**Given data**
==*==

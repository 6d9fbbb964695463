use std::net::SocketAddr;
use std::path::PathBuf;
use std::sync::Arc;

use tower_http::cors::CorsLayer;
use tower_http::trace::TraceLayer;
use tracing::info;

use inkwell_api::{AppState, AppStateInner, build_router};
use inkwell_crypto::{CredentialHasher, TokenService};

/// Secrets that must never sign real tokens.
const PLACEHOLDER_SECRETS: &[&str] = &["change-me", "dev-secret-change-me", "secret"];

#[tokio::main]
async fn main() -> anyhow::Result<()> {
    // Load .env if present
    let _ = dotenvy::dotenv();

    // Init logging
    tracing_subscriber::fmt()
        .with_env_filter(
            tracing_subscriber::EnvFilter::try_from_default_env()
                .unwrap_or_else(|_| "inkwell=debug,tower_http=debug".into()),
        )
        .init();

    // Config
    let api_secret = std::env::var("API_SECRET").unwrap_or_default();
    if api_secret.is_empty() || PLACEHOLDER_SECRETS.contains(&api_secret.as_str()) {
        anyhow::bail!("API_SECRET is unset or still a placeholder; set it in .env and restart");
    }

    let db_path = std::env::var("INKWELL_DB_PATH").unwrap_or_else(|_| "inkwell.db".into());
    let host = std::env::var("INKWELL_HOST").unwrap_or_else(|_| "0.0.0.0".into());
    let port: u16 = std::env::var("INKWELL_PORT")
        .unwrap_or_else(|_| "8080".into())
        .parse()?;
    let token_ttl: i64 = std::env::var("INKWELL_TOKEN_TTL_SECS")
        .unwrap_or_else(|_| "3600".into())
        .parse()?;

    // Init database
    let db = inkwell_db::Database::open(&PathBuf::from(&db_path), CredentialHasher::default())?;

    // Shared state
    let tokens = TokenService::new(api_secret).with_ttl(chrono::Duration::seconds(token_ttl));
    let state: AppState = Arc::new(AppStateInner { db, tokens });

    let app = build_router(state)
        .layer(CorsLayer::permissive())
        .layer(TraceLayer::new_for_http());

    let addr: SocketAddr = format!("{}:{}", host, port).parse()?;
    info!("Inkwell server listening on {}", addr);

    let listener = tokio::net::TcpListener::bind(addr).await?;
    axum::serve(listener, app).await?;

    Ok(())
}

==*==

**What is required**
Copy out every line of the listing that contains the string "await".

**Solved exercise**
    let listener = tokio::net::TcpListener::bind(addr).await?;
    axum::serve(listener, app).await?;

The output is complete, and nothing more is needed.